Method 2 involves an addition of Potassium Sorbate and Potassium metabisulfite. However many will claim they can taste the sorbate.

Follow Salcoco advice about a bench trial. When it comes time to add your sugar and Sorbate, dissolve them in a gallon of your finished wine and then it back to your carboy....you do not want to add water at this point it only dilutes what you are trying to achieve.
 
I am a complete newbie at winemaking , but have you considered adding BSG flavoring just before you bottle? I have a Dragons blood 3 gallon batch that I just put in the cellar to age. I intend to add 4 oz of BSG brand cherry flavoring and a 1 1/2 cup sugar/ water to it just before bottling. One thing I learned is that it ABSOLUTELY must be finished with the ferment, then add campden tablets (ground to powder).
 
I am a complete newbie at winemaking , but have you considered adding BSG flavoring just before you bottle? I have a Dragons blood 3 gallon batch that I just put in the cellar to age. I intend to add 4 oz of BSG brand cherry flavoring and a 1 1/2 cup sugar/ water to it just before bottling. One thing I learned is that it ABSOLUTELY must be finished with the ferment, then add campden tablets (ground to powder).

Make sure you add potassium sorbate with the campden tabs. If not you stand to have a referment. Also you need fresh sorbate. It does have a shelf life. The campden tabs will stun the yeast, but might not stop them from taking off again. The sorbate stops the yeast from reproducing. Just a little stuff learned the hard way. Arne.
 
Sweetening blueberry wine is very simple. in order to avoid carbonation after bottling, simply put the wine into a pot on the stove with a lid on it and slowly raise the temperature to 150° Fahrenheit. This will kill all of the yeast in the wine. It has an added benefit of allowing you to easily dissolve sugar or honey or anything else that you wish to sweeten your wine with. I like to avoid using chemicals at all costs. And yes I know they say some things are safe, but I don't use them.
 
"simply put the wine into a pot on the stove with a lid on it and slowly raise the temperature to 150° Fahrenheit"

Scooter is right regarding the lateness of the post but I also question the soundness of the advice. The boiling point for alcohol is 173 degrees Fahrenheit; it would certainly start vaporizing at 150 degrees. You could end up with a low alcoholic wine as a result of heating it up.
 
As well as it appears to be making a dangerous suggestion of heating corked bottles. (Doesn't say other wise) - When I speak of bottled wine I am talking about wine bottled and Corked
Also I've never heard of a proper sweetening process that didn't make sure that all of the sweetener is dissolved BEFORE bottling.

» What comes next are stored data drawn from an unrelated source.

//! `pull_contract` 集成测试：拉模式数据驱动与拉模式电路。
//!
//! # 测试目标（Why）
//! - 单次检查必须每次重新读取标志与元数据，远端随时可能写入；
//! - 轮询预算耗尽时以可恢复错误返回，而不是无限自旋；
//! - 拉模式电路中生产者只在自己的缓冲上置满，消费者拉取后释放生产者缓冲。
//!
//! # 结构安排（How）
//! - 用 [`SharedRegion`] 上手工写入的数据、元数据与标志模拟远端生产者；
//! - 电路用例通过 [`Circuit::send`] 与 [`Circuit::receive`] 走完整条拉取路径。

use std::{num::NonZeroU32, thread, time::Duration};

use spark_dataplane::{
    BufferMetaData, Circuit, ConnectionMetaData, DataplaneConfig, DescriptorKind, Descriptors,
    EndpointId, EndpointRegistry, FlagPollDriver, FlowControl, FlowRole, Medium, PollBudget,
    PortRole, PortSetMetaData, PullDataDriver, PullDataInfo, PullStatus, SharedRegion,
    TransferOutcome, codes, config::PollConfig, wait_for_data,
};

const BASE: u64 = 0x1000;

fn producer_descriptor() -> Descriptors {
    Descriptors {
        kind: DescriptorKind::Producer,
        role: FlowRole::Passive,
        medium: Medium::SharedMemory,
        n_buffers: 2,
        data_buffer_base_addr: BASE,
        data_buffer_pitch: 64,
        data_buffer_size: 64,
        meta_data_base_addr: BASE + 0x100,
        meta_data_pitch: 16,
        full_flag_base_addr: BASE + 0x200,
        full_flag_size: 4,
        full_flag_pitch: 4,
        full_flag_value: 1,
        empty_flag_base_addr: BASE + 0x300,
        empty_flag_size: 4,
        empty_flag_pitch: 4,
        empty_flag_value: 1,
    }
}

fn scripted_driver() -> (SharedRegion, FlagPollDriver) {
    let region = SharedRegion::new(BASE, 0x1000).expect("region");
    let info = PullDataInfo::new(region.clone(), producer_descriptor()).expect("pull info");
    (region, FlagPollDriver::new(info))
}

/// 模拟远端生产者：先写数据与元数据，最后置满标志。
fn remote_publish(region: &SharedRegion, index: u64, data: &[u8], sequence: u32) {
    region.write_bytes(BASE + index * 64, data).expect("data");
    BufferMetaData::whole(data.len() as u32, 3, sequence)
        .write_to(region, BASE + 0x100 + index * 16)
        .expect("metadata");
    region.store_u32(BASE + 0x200 + index * 4, 1).expect("full flag");
}

#[test]
fn check_rereads_flags_each_time() {
    let (region, driver) = scripted_driver();
    assert_eq!(driver.check_buffer_empty(0, 64).expect("check"), PullStatus::Empty);

    remote_publish(&region, 0, b"hello", 11);
    let PullStatus::Ready(meta) = driver.check_buffer_empty(0, 64).expect("check") else {
        panic!("buffer 0 should be ready");
    };
    assert_eq!(meta.length, 5);
    assert_eq!(meta.sequence, 11);

    let mut out = [0u8; 64];
    let pulled = driver.pull(0, &mut out).expect("pull").expect("ready");
    assert_eq!(pulled, meta);
    assert_eq!(&out[..5], b"hello");

    driver.release(0).expect("release");
    assert_eq!(region.load_u32(BASE + 0x200).expect("full"), 0);
    assert_eq!(region.load_u32(BASE + 0x300).expect("empty"), 1);
    assert!(driver.check_buffer_empty(0, 64).expect("check").is_empty());
}

#[test]
fn oversized_remote_message_is_reported() {
    let (region, driver) = scripted_driver();
    remote_publish(&region, 1, &[7; 48], 0);
    let err = driver.check_buffer_empty(1, 16).expect_err("limit is 16 bytes");
    assert_eq!(err.code(), codes::MESSAGE_TOO_LARGE);

    let mut small = [0u8; 16];
    assert!(driver.pull(1, &mut small).is_err());
}

#[test]
fn poll_budget_bounds_the_wait() {
    let (_region, driver) = scripted_driver();
    let budget = PollBudget::Attempts(NonZeroU32::new(4).expect("non-zero"));
    let err = wait_for_data(&driver, 1, 64, budget).expect_err("nothing published");
    assert!(matches!(
        err,
        spark_dataplane::DataplaneError::PollBudgetExhausted { attempts: 4 }
    ));
    assert!(err.is_recoverable());
}

#[test]
fn poll_budget_from_config() {
    assert_eq!(
        PollBudget::from(&PollConfig { spin_attempts: 0 }),
        PollBudget::Forever
    );
    assert_eq!(
        PollBudget::from(&PollConfig::default()),
        PollBudget::Attempts(NonZeroU32::new(1024).expect("non-zero"))
    );
}

#[test]
fn forever_budget_observes_concurrent_publish() {
    let (region, driver) = scripted_driver();
    let writer = thread::spawn(move || {
        thread::sleep(Duration::from_millis(20));
        remote_publish(&region, 0, b"late", 42);
    });
    let meta = wait_for_data(&driver, 0, 64, PollBudget::Forever).expect("published");
    assert_eq!(meta.sequence, 42);
    writer.join().expect("writer thread");
}

fn endpoint(raw: &str) -> EndpointId {
    raw.parse().expect("endpoint")
}

fn pull_circuit(registry: &EndpointRegistry) -> Circuit {
    let meta = ConnectionMetaData::new(
        endpoint("spark-shm:producer;65536"),
        endpoint("spark-shm:consumer;65536"),
        2,
        64,
    )
    .expect("metadata")
    .with_flow(FlowControl::Pull);
    Circuit::new("pull", meta, registry, &DataplaneConfig::default()).expect("circuit")
}

#[test]
fn pull_circuit_moves_data_on_consumer_poll() {
    let registry = EndpointRegistry::new();
    let mut circuit = pull_circuit(&registry);
    assert!(circuit.template().is_none());

    assert_eq!(
        circuit.send(0, b"pulled", 9).expect("publish"),
        TransferOutcome::Delivered {
            sequence: 0,
            targets: 1
        }
    );
    let info = circuit.pull_info(0, 0).expect("pull info");
    assert!(info.full_flag(0).expect("flag").is_raised().expect("load"));
    // 发布只动生产者自己的缓冲。
    assert!(circuit.input(0, 0).expect("input").poll().expect("poll").is_none());

    let mut out = Vec::new();
    let meta = circuit.receive(0, 0, &mut out).expect("receive").expect("ready");
    assert_eq!(out, b"pulled");
    assert_eq!(meta.opcode, 9);
    assert!(!info.full_flag(0).expect("flag").is_raised().expect("load"));
    assert!(circuit.receive(0, 0, &mut out).expect("drained").is_none());
}

#[test]
fn pull_producer_waits_for_release() {
    let registry = EndpointRegistry::new();
    let mut circuit = pull_circuit(&registry);
    circuit.send(0, b"m0", 0).expect("m0");
    circuit.send(0, b"m1", 0).expect("m1");
    assert_eq!(
        circuit.send(0, b"m2", 0).expect("m2"),
        TransferOutcome::Busy { rank: 0, buffer: 0 }
    );
    assert_eq!(circuit.sequence(), 2);

    let mut out = Vec::new();
    circuit.receive(0, 0, &mut out).expect("receive").expect("m0 ready");
    assert_eq!(out, b"m0");
    assert!(matches!(
        circuit.send(0, b"m2", 0).expect("m2"),
        TransferOutcome::Delivered { sequence: 2, .. }
    ));
    for expected in [&b"m1"[..], b"m2"] {
        circuit.receive(0, 0, &mut out).expect("receive").expect("ready");
        assert_eq!(out, expected);
    }
}

#[test]
fn pull_circuit_rejects_push_operations() {
    let registry = EndpointRegistry::new();
    let mut circuit = pull_circuit(&registry);
    let err = circuit.advance_output(0).expect_err("push only");
    assert_eq!(err.code(), codes::FLOW_CONTROL_MISMATCH);

    let extra = PortSetMetaData::new(
        PortRole::Consumer,
        vec![endpoint("spark-shm:extra;65536")],
        2,
        64,
    )
    .expect("port-set");
    let err = circuit.add_port_set(extra, &registry).expect_err("single consumer");
    assert_eq!(err.code(), codes::INVALID_TOPOLOGY);

    let budget = PollBudget::Attempts(NonZeroU32::new(3).expect("non-zero"));
    let err = circuit.wait_input(0, 0, budget).expect_err("nothing published");
    assert!(matches!(
        err,
        spark_dataplane::DataplaneError::PollBudgetExhausted { attempts: 3 }
    ));
}

#[test]
fn pull_requires_single_ranks() {
    let registry = EndpointRegistry::new();
    let meta = ConnectionMetaData::with_port_sets(
        PortSetMetaData::new(
            PortRole::Producer,
            vec![endpoint("spark-shm:producer;65536")],
            2,
            64,
        )
        .expect("producer"),
        vec![
            PortSetMetaData::new(
                PortRole::Consumer,
                vec![endpoint("spark-shm:c0;65536"), endpoint("spark-shm:c1;65536")],
                2,
                64,
            )
            .expect("consumers"),
        ],
        Default::default(),
    )
    .expect("metadata")
    .with_flow(FlowControl::Pull);
    let err = Circuit::new("wide-pull", meta, &registry, &DataplaneConfig::default())
        .expect_err("two consumer ranks");
    assert_eq!(err.code(), codes::INVALID_TOPOLOGY);

    let circuit = pull_circuit(&registry);
    assert!(circuit.pull_info(1, 0).is_err());
}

Finally that telling statement "I like to avoid using chemicals at all costs." Based on this guidance, the costs could well be exploding bottles and a wine with a variety of unknown characteristics.
 
Last edited:
This is the way I back sweeten my fruit wines so that you don’t loose any of the original flavor. Take one cup of the wine and 2 cups of sugar and dissolve over low heat. When dissolved and cool, add about 1 cup of the fruit wine/sugar syrup to each gallon of dry wine. With a sp. gr. At that range, it will raise the sweetness up to about 1.010. You can adjust with more syrup if you want it more sweet. But don’t forget the sorbate to keep it from fermenting again.
 
My wine has fermented and I’ve rack it after a month, I took a reading and only had 4% alcohol. How can I raise the alcohol in my wine.
 
By the refractometer, I added more sugar but husband added more yeast, hope we didn't screw up
 
By the refractometer, I added more sugar but husband added more yeast, hope we didn't screw up

Gena, your reading is probably not accurate. You need to know what the Brix or specific gravity (SG) was when you started, and what it is now. Unfortunately, you cannot (easily) use a refractometer after fermentation. (This is because alcohol changes the index of refraction.) Did you record any reading of the Brix or SG when you started?